**Work request:** Would you please copy each line below that includes the string "failures"?

START Supplied information

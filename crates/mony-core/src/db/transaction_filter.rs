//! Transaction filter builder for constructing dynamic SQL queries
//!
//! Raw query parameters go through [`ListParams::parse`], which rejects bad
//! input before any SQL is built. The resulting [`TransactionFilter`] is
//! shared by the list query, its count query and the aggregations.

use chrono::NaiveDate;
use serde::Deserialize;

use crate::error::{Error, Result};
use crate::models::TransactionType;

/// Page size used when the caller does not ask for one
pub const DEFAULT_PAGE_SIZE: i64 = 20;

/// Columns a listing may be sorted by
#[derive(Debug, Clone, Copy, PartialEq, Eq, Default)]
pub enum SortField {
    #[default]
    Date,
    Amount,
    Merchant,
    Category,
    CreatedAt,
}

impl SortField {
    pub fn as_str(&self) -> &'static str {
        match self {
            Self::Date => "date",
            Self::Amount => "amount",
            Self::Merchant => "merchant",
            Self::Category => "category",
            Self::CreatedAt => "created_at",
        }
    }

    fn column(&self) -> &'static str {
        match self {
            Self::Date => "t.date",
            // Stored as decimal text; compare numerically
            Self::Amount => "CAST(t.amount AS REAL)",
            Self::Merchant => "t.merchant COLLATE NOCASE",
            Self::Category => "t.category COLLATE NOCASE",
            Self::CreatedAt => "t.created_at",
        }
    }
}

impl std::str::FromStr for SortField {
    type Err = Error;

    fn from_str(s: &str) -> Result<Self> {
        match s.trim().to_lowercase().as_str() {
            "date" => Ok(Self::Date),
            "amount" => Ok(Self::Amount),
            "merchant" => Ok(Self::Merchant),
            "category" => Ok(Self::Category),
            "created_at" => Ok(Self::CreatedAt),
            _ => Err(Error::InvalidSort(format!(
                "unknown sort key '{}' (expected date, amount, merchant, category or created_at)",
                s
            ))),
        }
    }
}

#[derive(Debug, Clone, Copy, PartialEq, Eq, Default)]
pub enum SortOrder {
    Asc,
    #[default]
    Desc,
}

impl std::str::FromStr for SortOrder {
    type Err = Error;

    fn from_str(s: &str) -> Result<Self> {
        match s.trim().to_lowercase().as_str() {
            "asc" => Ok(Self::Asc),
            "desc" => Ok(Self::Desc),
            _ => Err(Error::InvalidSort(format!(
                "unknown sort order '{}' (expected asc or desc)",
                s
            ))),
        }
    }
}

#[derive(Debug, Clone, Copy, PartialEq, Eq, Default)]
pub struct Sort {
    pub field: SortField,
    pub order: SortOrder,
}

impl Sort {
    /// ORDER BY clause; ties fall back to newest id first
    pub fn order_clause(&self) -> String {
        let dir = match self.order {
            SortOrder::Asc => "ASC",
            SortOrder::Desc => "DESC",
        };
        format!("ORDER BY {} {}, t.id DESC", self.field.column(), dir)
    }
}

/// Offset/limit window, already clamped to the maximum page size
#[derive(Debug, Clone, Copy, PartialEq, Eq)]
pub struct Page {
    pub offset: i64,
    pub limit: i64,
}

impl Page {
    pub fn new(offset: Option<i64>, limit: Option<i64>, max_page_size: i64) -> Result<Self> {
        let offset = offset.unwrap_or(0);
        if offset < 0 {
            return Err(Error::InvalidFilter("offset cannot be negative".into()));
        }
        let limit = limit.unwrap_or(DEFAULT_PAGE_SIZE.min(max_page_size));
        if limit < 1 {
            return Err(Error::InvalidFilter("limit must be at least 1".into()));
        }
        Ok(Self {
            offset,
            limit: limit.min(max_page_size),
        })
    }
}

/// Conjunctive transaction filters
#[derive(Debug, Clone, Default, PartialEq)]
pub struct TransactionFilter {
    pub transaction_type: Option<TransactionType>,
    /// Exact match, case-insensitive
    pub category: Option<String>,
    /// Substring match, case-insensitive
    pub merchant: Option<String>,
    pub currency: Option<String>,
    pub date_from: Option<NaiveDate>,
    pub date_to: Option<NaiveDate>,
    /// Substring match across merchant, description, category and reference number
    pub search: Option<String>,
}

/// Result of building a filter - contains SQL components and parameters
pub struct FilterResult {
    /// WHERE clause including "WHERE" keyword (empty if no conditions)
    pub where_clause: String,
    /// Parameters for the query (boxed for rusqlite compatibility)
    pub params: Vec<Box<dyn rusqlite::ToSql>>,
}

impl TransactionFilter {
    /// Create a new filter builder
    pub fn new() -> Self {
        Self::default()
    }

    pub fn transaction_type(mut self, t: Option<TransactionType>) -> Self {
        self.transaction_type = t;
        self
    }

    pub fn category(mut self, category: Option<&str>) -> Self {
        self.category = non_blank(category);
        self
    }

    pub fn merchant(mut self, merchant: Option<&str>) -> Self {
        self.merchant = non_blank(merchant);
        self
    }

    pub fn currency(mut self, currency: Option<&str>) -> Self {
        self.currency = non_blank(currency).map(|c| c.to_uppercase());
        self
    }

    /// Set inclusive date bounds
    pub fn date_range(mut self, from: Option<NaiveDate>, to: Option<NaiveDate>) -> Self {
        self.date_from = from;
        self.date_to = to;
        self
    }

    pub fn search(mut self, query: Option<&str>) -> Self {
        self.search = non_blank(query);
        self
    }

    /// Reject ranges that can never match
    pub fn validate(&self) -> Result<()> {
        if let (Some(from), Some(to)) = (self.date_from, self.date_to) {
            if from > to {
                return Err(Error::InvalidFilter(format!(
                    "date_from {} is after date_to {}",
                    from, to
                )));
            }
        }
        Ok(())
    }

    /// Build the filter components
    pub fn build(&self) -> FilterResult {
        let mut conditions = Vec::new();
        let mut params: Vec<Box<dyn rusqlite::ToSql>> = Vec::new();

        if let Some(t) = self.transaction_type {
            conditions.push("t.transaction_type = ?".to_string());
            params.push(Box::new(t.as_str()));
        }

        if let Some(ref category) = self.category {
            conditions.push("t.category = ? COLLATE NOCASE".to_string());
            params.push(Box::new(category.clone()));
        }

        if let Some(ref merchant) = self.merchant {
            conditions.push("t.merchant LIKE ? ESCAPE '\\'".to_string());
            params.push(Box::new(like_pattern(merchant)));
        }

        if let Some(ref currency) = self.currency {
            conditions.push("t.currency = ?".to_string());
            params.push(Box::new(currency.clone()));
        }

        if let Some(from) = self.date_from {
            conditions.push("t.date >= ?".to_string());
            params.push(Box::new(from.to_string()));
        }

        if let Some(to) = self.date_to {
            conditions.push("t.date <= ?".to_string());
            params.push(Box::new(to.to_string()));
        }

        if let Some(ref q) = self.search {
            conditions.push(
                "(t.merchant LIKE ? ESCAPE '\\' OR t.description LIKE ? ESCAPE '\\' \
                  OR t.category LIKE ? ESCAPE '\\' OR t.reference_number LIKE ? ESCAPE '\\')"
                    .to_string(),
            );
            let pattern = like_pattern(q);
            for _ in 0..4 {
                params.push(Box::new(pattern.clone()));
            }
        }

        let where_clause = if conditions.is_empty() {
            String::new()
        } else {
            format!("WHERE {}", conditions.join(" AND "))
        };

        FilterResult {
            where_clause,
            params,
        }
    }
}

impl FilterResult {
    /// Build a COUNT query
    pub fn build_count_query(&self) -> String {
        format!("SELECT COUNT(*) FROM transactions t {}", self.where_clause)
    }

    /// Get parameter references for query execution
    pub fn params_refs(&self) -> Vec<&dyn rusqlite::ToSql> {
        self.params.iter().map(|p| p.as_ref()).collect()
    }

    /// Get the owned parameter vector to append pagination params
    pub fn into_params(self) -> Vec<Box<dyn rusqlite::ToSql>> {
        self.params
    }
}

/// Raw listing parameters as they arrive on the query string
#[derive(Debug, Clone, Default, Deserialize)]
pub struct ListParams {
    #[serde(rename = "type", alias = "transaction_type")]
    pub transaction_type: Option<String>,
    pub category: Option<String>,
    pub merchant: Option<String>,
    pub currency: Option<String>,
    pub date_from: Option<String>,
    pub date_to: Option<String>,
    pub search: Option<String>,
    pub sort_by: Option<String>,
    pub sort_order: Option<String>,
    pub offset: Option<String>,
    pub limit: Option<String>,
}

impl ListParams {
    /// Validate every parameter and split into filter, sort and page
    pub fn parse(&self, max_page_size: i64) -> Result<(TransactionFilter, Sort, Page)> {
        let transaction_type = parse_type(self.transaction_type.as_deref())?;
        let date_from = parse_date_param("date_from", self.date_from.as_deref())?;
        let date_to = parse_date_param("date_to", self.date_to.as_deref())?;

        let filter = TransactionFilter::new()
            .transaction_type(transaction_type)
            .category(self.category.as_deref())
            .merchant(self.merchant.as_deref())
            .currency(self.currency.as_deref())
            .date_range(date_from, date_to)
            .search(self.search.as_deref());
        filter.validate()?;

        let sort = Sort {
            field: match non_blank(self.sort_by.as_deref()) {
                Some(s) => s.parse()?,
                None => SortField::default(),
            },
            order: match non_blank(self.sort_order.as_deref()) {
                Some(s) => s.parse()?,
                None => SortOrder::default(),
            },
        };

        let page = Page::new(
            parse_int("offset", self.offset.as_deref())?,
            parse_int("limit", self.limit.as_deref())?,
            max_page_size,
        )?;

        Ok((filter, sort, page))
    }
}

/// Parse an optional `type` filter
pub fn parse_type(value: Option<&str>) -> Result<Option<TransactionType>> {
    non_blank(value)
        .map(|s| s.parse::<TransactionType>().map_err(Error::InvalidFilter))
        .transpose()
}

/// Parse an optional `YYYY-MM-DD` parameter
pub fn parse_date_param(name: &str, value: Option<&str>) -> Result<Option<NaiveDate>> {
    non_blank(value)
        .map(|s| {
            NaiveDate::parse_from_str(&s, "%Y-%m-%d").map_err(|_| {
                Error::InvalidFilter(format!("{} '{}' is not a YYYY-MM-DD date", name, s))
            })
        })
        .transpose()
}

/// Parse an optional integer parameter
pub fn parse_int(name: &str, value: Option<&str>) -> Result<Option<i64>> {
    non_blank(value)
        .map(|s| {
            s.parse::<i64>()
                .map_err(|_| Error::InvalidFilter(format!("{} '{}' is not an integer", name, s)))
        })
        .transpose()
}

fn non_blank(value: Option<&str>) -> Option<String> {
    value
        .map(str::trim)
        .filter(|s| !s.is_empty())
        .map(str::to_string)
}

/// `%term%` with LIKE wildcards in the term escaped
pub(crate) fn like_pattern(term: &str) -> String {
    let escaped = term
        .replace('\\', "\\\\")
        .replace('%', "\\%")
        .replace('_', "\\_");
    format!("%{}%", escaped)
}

END Supplied information
START Supplied information

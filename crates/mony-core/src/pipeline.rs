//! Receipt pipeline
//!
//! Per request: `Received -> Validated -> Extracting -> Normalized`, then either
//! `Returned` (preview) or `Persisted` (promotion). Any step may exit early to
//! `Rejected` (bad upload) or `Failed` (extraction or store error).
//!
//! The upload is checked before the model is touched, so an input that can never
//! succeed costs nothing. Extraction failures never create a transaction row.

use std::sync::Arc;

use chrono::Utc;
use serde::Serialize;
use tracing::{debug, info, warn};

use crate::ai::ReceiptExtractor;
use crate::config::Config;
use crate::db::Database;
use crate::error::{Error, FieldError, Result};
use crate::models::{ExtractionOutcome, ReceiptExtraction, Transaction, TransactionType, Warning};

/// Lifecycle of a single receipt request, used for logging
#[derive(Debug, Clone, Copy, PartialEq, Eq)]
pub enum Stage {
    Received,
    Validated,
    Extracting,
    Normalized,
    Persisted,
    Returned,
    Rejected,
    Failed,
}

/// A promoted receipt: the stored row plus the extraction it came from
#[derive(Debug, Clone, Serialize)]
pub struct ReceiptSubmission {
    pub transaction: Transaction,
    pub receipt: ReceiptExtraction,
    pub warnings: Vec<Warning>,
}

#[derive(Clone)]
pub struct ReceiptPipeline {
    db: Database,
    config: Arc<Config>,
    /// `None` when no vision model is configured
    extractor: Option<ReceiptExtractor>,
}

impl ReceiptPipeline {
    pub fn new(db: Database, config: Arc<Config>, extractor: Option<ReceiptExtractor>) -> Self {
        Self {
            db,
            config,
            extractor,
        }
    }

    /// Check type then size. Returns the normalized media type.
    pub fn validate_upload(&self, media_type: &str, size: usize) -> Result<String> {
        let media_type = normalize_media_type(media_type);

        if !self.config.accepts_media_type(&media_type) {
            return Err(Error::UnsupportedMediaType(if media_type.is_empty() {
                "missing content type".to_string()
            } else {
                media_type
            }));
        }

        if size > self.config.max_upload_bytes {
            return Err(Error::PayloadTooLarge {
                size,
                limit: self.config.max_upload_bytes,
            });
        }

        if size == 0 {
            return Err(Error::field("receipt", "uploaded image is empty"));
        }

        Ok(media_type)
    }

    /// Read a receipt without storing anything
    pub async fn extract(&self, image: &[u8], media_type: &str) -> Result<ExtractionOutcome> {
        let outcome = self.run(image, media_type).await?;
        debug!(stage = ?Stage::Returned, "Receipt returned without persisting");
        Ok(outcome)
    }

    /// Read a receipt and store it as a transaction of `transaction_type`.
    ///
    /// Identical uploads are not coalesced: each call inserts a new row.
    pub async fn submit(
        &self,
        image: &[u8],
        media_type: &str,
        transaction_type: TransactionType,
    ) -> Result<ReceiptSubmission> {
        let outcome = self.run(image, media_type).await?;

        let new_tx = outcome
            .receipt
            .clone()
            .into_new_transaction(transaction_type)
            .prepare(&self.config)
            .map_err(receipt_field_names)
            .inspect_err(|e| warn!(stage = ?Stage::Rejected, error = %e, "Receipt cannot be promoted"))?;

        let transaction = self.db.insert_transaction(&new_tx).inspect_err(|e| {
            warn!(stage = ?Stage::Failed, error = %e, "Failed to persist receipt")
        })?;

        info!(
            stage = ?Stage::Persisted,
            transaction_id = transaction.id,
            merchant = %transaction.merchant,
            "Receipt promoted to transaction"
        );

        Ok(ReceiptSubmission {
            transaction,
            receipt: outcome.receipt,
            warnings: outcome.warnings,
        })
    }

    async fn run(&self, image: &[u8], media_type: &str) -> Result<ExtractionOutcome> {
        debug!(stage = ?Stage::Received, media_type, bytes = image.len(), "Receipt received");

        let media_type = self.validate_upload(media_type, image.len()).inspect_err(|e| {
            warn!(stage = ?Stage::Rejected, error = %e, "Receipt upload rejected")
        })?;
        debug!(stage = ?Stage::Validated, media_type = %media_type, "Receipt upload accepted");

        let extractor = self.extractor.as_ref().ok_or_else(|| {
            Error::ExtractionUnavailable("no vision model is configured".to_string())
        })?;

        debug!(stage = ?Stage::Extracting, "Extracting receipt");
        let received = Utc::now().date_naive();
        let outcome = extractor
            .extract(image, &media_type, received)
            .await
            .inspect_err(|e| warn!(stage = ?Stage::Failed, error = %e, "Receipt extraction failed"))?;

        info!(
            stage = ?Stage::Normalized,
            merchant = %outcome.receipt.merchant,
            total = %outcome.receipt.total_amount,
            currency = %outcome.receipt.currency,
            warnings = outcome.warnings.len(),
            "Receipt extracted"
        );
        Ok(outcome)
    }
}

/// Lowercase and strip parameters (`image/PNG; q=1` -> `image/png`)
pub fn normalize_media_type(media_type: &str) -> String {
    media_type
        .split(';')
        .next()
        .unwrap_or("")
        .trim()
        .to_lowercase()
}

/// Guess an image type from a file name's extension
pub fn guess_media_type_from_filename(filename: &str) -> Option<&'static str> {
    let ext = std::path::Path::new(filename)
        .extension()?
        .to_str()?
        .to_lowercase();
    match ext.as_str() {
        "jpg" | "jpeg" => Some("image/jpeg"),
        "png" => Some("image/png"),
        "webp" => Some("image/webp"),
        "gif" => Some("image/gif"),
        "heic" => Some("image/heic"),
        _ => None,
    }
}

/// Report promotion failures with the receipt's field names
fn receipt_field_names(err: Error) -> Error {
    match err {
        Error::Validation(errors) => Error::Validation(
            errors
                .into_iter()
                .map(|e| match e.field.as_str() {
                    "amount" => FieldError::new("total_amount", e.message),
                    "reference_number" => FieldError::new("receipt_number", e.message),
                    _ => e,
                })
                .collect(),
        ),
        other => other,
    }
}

END Supplied information

**Solution to the problem:**
//! succeed costs nothing. Extraction failures never create a transaction row.
/// Report promotion failures with the receipt's field names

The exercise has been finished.